The point was clear. He was telling me that if I hurt his daughter, he would hurt me. Laurie and I were both grad students in the SFSU Department of History, but I took the man seriously.
There is definitely both love and anger in that family, although aside from that interesting moment they have has always been gracious and loving toward me… perhaps more so than I deserve.
Anyway, the other day I watched “The Great Santini” with Robert Duvall and, I have to say, I like that movie a lot. There is a complexity to Santini and his relationships with his wife and kids that I find poignant, particularly his relationship with his daughter.
But Laurie hates that movie with a passion because the main character reminds her of her dad. It just cuts too close to the bone. Nonetheless, I ordered the book by Pat Conroy because I love that film. When I started talking to her about it, she got upset because “Bull” Meechum was abusive.
I tried to explain to Laurie that while, yes, Meechum was a bully and sometimes was too rough with his family – who he basically treated like soldiers under his command – he also had positive qualities, like bravery, loyalty to family and country, and wit.

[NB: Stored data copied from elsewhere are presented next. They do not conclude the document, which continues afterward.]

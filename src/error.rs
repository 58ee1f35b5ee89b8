//! Failure taxonomy for toolchain location and invocation.
//!
//! Every variant is terminal for the current operation; nothing here is
//! retried. Each variant names its probable cause so a build operator can
//! tell a missing dependency from an incompatible toolchain from a genuine
//! error in their own sources.

use std::path::PathBuf;

use miette::Diagnostic as MietteDiagnostic;
use thiserror::Error;

use crate::util::diagnostic::{suggestions, Diagnostic};

/// Error raised while locating, binding, or invoking the keel toolchain.
#[derive(Debug, Error, MietteDiagnostic)]
pub enum ToolchainError {
    /// The version string reported by the toolchain does not parse.
    #[error("malformed toolchain version `{text}`")]
    #[diagnostic(
        code(capstan::toolchain::malformed_version),
        help("expected `<major>.<minor>[.<revision>][-tag]`, e.g. `1.8.2` or `2.0-beta-1`")
    )]
    MalformedVersion { text: String },

    /// No toolchain descriptor (or tool binary) anywhere on the search path
    /// or the ambient `PATH`. This is the normal signal that keel is not a
    /// declared dependency of the build.
    #[error("keel toolchain not found on the toolchain search path")]
    #[diagnostic(
        code(capstan::toolchain::not_found),
        help("declare keel as a toolchain dependency of your project, or install it so `keelc` is on PATH")
    )]
    ToolchainNotFound { searched: Vec<PathBuf> },

    /// A search-path entry cannot be used as a lookup location.
    #[error("invalid toolchain path entry `{entry}`: {reason}")]
    #[diagnostic(code(capstan::toolchain::invalid_path_entry))]
    InvalidPathEntry { entry: PathBuf, reason: String },

    /// A descriptor was found but could not be read or parsed.
    #[error("unreadable toolchain descriptor at {path}")]
    #[diagnostic(
        code(capstan::toolchain::descriptor),
        help("the keel installation looks damaged; reinstall the toolchain")
    )]
    Descriptor { path: PathBuf, detail: String },

    /// The installed toolchain does not advertise the command (or option)
    /// this operation needs, even though it passed the version gate.
    #[error("installed keel does not provide `{tool} {command}`: {detail}")]
    #[diagnostic(
        code(capstan::toolchain::binding),
        help("the installed toolchain is incompatible with this operation despite meeting its minimum version; upgrade keel")
    )]
    Binding {
        tool: String,
        command: String,
        detail: String,
    },

    /// The tool process could not be spawned at all.
    #[error("failed to launch `{tool}`")]
    #[diagnostic(code(capstan::toolchain::launch))]
    Launch {
        tool: String,
        #[source]
        source: std::io::Error,
    },

    /// The tool ran and reported a failure of its own, typically a genuine
    /// error in the user's `.keel` sources.
    #[error("`{tool} {command}` failed ({status})")]
    #[diagnostic(
        code(capstan::toolchain::invocation),
        help("this usually indicates an error in your `.keel` sources; see the tool output")
    )]
    Invocation {
        tool: String,
        command: String,
        status: String,
        stderr: String,
    },
}

impl ToolchainError {
    /// Render this error as a terminal diagnostic with context and
    /// suggested fixes.
    pub fn to_diagnostic(&self) -> Diagnostic {
        match self {
            ToolchainError::MalformedVersion { text } => {
                Diagnostic::error(format!("malformed toolchain version `{}`", text))
                    .with_suggestion("Expected `<major>.<minor>[.<revision>][-tag]`")
            }

            ToolchainError::ToolchainNotFound { searched } => {
                let mut diag =
                    Diagnostic::error("keel toolchain not found on the toolchain search path");
                if searched.is_empty() {
                    diag = diag.with_context("the toolchain search path is empty");
                } else {
                    for entry in searched {
                        diag = diag.with_context(format!("searched: {}", entry.display()));
                    }
                }
                diag.with_suggestion(suggestions::DECLARE_TOOLCHAIN)
            }

            ToolchainError::InvalidPathEntry { entry, reason } => Diagnostic::error(format!(
                "invalid toolchain path entry `{}`",
                entry.display()
            ))
            .with_context(reason.clone()),

            ToolchainError::Descriptor { path, detail } => {
                Diagnostic::error("unreadable toolchain descriptor")
                    .with_location(path.clone())
                    .with_context(detail.clone())
                    .with_suggestion("Reinstall the keel toolchain")
            }

            ToolchainError::Binding {
                tool,
                command,
                detail,
            } => Diagnostic::error(format!(
                "installed keel does not provide `{} {}`",
                tool, command
            ))
            .with_context(detail.clone())
            .with_suggestion(suggestions::UPGRADE_TOOLCHAIN),

            ToolchainError::Launch { tool, source } => {
                Diagnostic::error(format!("failed to launch `{}`", tool))
                    .with_context(source.to_string())
                    .with_suggestion(suggestions::DECLARE_TOOLCHAIN)
            }

            ToolchainError::Invocation {
                tool,
                command,
                status,
                stderr,
            } => {
                let mut diag =
                    Diagnostic::error(format!("`{} {}` failed ({})", tool, command, status));
                for line in stderr.lines().take(20) {
                    diag = diag.with_context(line.to_string());
                }
                diag.with_suggestion(suggestions::CHECK_SOURCES)
            }
        }
    }
}
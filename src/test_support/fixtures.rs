//! On-disk fake toolchain fixtures.

use std::fs;

use tempfile::TempDir;

/// Descriptor text for a fake keel installation at the given version,
/// advertising the stock stub and doc commands.
pub fn descriptor_toml(version: &str) -> String {
    format!(
        r#"[toolchain]
name = "keel"
version = "{version}"

[[tool]]
name = "keelc"

[[tool.command]]
name = "stubs"
options = ["out-dir", "search-path"]

[[tool.command]]
name = "doc"
options = ["out-dir", "search-path", "title", "window-title"]
"#
    )
}

/// Lay out a fake keel installation: a descriptor plus a `bin/keelc` that
/// exists but is never executed (tests pair this with a mock runner).
pub fn fake_toolchain(version: &str) -> TempDir {
    fake_toolchain_with_descriptor(&descriptor_toml(version))
}

/// Same layout, with caller-supplied descriptor text.
pub fn fake_toolchain_with_descriptor(descriptor: &str) -> TempDir {
    let dir = TempDir::new().unwrap();
    fs::write(dir.path().join("keel.toml"), descriptor).unwrap();
    fs::create_dir(dir.path().join("bin")).unwrap();
    let launcher = format!("keelc{}", std::env::consts::EXE_SUFFIX);
    fs::write(dir.path().join("bin").join(launcher), "").unwrap();
    dir
}
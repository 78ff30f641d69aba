use super::basics::{Direction, Position};

/// Origin + unit direction. Immutable after construction; the constructor
/// normalizes the direction so every `Ray` in the system satisfies the
/// `‖direction‖ ≈ 1` invariant.
#[derive(Clone, Copy, Debug)]
pub struct Ray {
    pub origin: Position,
    pub direction: Direction,
}

impl Ray {
    pub fn new(origin: Position, direction: Direction) -> Self {
        Self { origin, direction }
    }

    pub fn at(&self, t: f64) -> Position {
        self.origin.move_along(t, &self.direction)
    }
}

#[cfg(test)]
mod tests {
    use super::*;
    use approx::assert_abs_diff_eq;

    #[test]
    fn at_moves_along_direction() {
        let ray = Ray::new(Position::origin(), Direction::new(1., 0., 0.));
        let p = ray.at(3.);
        assert_abs_diff_eq!(p.as_ref().x, 3., epsilon = 1e-12);
    }

    #[test]
    fn direction_is_normalized_on_construction() {
        let ray = Ray::new(Position::origin(), Direction::new(3., 4., 0.));
        assert_abs_diff_eq!(ray.direction.as_ref().norm(), 1., epsilon = 1e-12);
    }
}
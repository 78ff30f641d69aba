use approx::{relative_eq, AbsDiffEq};
use nalgebra::Vector3;

use std::ops::{Add, Div, Mul, Sub};

/// Below this length a `Direction` is considered degenerate; used by the
/// camera's basis fallback and nowhere else.
pub const EPSILON: f64 = 1e-9;

#[derive(Clone, Copy, Debug, PartialEq)]
pub struct Position(Vector3<f64>);

impl Position {
    pub fn new(x: f64, y: f64, z: f64) -> Self {
        Self(Vector3::new(x, y, z))
    }

    pub fn origin() -> Self {
        Self::new(0., 0., 0.)
    }

    pub fn move_along(&self, distance: f64, direction: &Direction) -> Self {
        Self::from(self.0 + distance * direction.0)
    }

    pub fn distance_to(&self, other: &Self) -> f64 {
        (other.0 - self.0).norm()
    }
}

impl From<Vector3<f64>> for Position {
    fn from(v: Vector3<f64>) -> Self {
        Self(v)
    }
}

impl AsRef<Vector3<f64>> for Position {
    fn as_ref(&self) -> &Vector3<f64> {
        &self.0
    }
}

impl Sub for Position {
    type Output = Vector3<f64>;

    fn sub(self, rhs: Self) -> Self::Output {
        self.0 - rhs.0
    }
}

impl AbsDiffEq for Position {
    type Epsilon = f64;

    fn default_epsilon() -> Self::Epsilon {
        EPSILON
    }

    fn abs_diff_eq(&self, other: &Self, epsilon: Self::Epsilon) -> bool {
        relative_eq!(self.0, other.0, epsilon = epsilon)
    }
}

/// A unit vector. Normalized on every construction path; never holds a
/// zero-length or non-unit vector.
#[derive(Clone, Copy, Debug, PartialEq)]
pub struct Direction(Vector3<f64>);

impl Direction {
    pub fn new(x: f64, y: f64, z: f64) -> Self {
        Self(Vector3::new(x, y, z).normalize())
    }

    pub fn from_to(from: &Position, to: &Position) -> Self {
        Self::from(to.0 - from.0)
    }

    pub fn dot(&self, other: &Self) -> f64 {
        self.0.dot(&other.0)
    }

    pub fn dot_vec(&self, other: &Vector3<f64>) -> f64 {
        self.0.dot(other)
    }

    pub fn cross(&self, other: &Self) -> Vector3<f64> {
        self.0.cross(&other.0)
    }

    pub fn reverse(&self) -> Self {
        Self::from(-self.0)
    }

    /// Wrap a vector as-is, skipping normalization. The sole legitimate use
    /// is the barycentric blend of per-vertex shading normals (spec.md
    /// §4.10), which the reference behavior leaves un-renormalized — every
    /// other constructor keeps the unit-length invariant.
    pub(crate) fn from_unnormalized(v: Vector3<f64>) -> Self {
        Self(v)
    }
}

impl AsRef<Vector3<f64>> for Direction {
    fn as_ref(&self) -> &Vector3<f64> {
        &self.0
    }
}

impl From<Vector3<f64>> for Direction {
    fn from(v: Vector3<f64>) -> Self {
        Self(v.normalize())
    }
}

impl AbsDiffEq for Direction {
    type Epsilon = f64;

    fn default_epsilon() -> Self::Epsilon {
        EPSILON
    }

    fn abs_diff_eq(&self, other: &Self, epsilon: Self::Epsilon) -> bool {
        relative_eq!(self.0, other.0, epsilon = epsilon)
    }
}

/// Per-material weights `(diffuse, reflect, refract)`. Unlike a BRDF-style
/// albedo this is not required to sum to 1 — each term independently scales
/// its contribution in `ComputeColor`.
#[derive(Clone, Copy, Debug)]
pub struct Albedo(Vector3<f64>);

impl Default for Albedo {
    fn default() -> Self {
        Self::new(1., 0., 0.)
    }
}

impl Albedo {
    pub const fn new(diffuse: f64, reflect: f64, refract: f64) -> Self {
        Self(Vector3::new(diffuse, reflect, refract))
    }

    pub fn diffuse(&self) -> f64 {
        self.0.x
    }

    pub fn reflect(&self) -> f64 {
        self.0.y
    }

    pub fn refract(&self) -> f64 {
        self.0.z
    }
}

/// An unbounded, non-negative RGB triple. Bounded to `[0, 255]` only at the
/// tone-mapping step (full mode) or by direct normalization (depth/normal
/// modes) — never clamped on the way in.
#[derive(Clone, Copy, Debug, Default, PartialEq)]
pub struct Color(Vector3<f64>);

impl Color {
    pub const BLACK: Color = Color(Vector3::new(0., 0., 0.));
    pub const WHITE: Color = Color(Vector3::new(1., 1., 1.));

    pub const fn new(r: f64, g: f64, b: f64) -> Self {
        Self(Vector3::new(r, g, b))
    }

    pub fn r(&self) -> f64 {
        self.0.x
    }

    pub fn g(&self) -> f64 {
        self.0.y
    }

    pub fn b(&self) -> f64 {
        self.0.z
    }

    pub fn channels(&self) -> [f64; 3] {
        [self.0.x, self.0.y, self.0.z]
    }

    pub fn max_channel(&self) -> f64 {
        self.0.x.max(self.0.y).max(self.0.z)
    }

    /// Component-wise product, used throughout §4.10's direct lighting.
    pub fn hadamard(&self, rhs: &Self) -> Self {
        Self(self.0.component_mul(&rhs.0))
    }
}

impl From<Vector3<f64>> for Color {
    fn from(v: Vector3<f64>) -> Self {
        Self(v)
    }
}

impl Add for Color {
    type Output = Self;

    fn add(self, rhs: Self) -> Self::Output {
        Self(self.0 + rhs.0)
    }
}

impl Mul<f64> for Color {
    type Output = Self;

    fn mul(self, rhs: f64) -> Self::Output {
        Self(self.0 * rhs)
    }
}

impl Mul<Color> for f64 {
    type Output = Color;

    fn mul(self, rhs: Color) -> Self::Output {
        rhs * self
    }
}

impl Div<f64> for Color {
    type Output = Self;

    fn div(self, rhs: f64) -> Self::Output {
        Self(self.0 / rhs)
    }
}

#[cfg(test)]
mod tests {
    use super::*;
    use approx::assert_abs_diff_eq;

    #[test]
    fn direction_is_always_unit() {
        let d = Direction::new(3., 0., 0.);
        assert_abs_diff_eq!(d.as_ref().norm(), 1., epsilon = 1e-12);

        let d = Direction::from(Vector3::new(0., 5., 0.));
        assert_abs_diff_eq!(d.as_ref().norm(), 1., epsilon = 1e-12);
    }

    #[test]
    fn position_distance() {
        let a = Position::new(0., 0., 0.);
        let b = Position::new(3., 4., 0.);
        assert_abs_diff_eq!(a.distance_to(&b), 5., epsilon = 1e-12);
    }

    #[test]
    fn color_hadamard() {
        let a = Color::new(1., 2., 3.);
        let b = Color::new(2., 2., 2.);
        let c = a.hadamard(&b);
        assert_abs_diff_eq!(c.r(), 2.);
        assert_abs_diff_eq!(c.g(), 4.);
        assert_abs_diff_eq!(c.b(), 6.);
    }
}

Laurie is having none of it.
As far as she is concerned that character was pure evil and she asked me to not even discuss it with her, because it’s painful to her, so I acquiesced to that request, because I love her very much.
Nonetheless, we have a small gargoyle reading a book that sits out front of the house. We named him “Gary” in honor of Laurie’s dad who was buried with full military honors at Baltimore National Cemetery a few years ago.
I just thought that you needed to know that.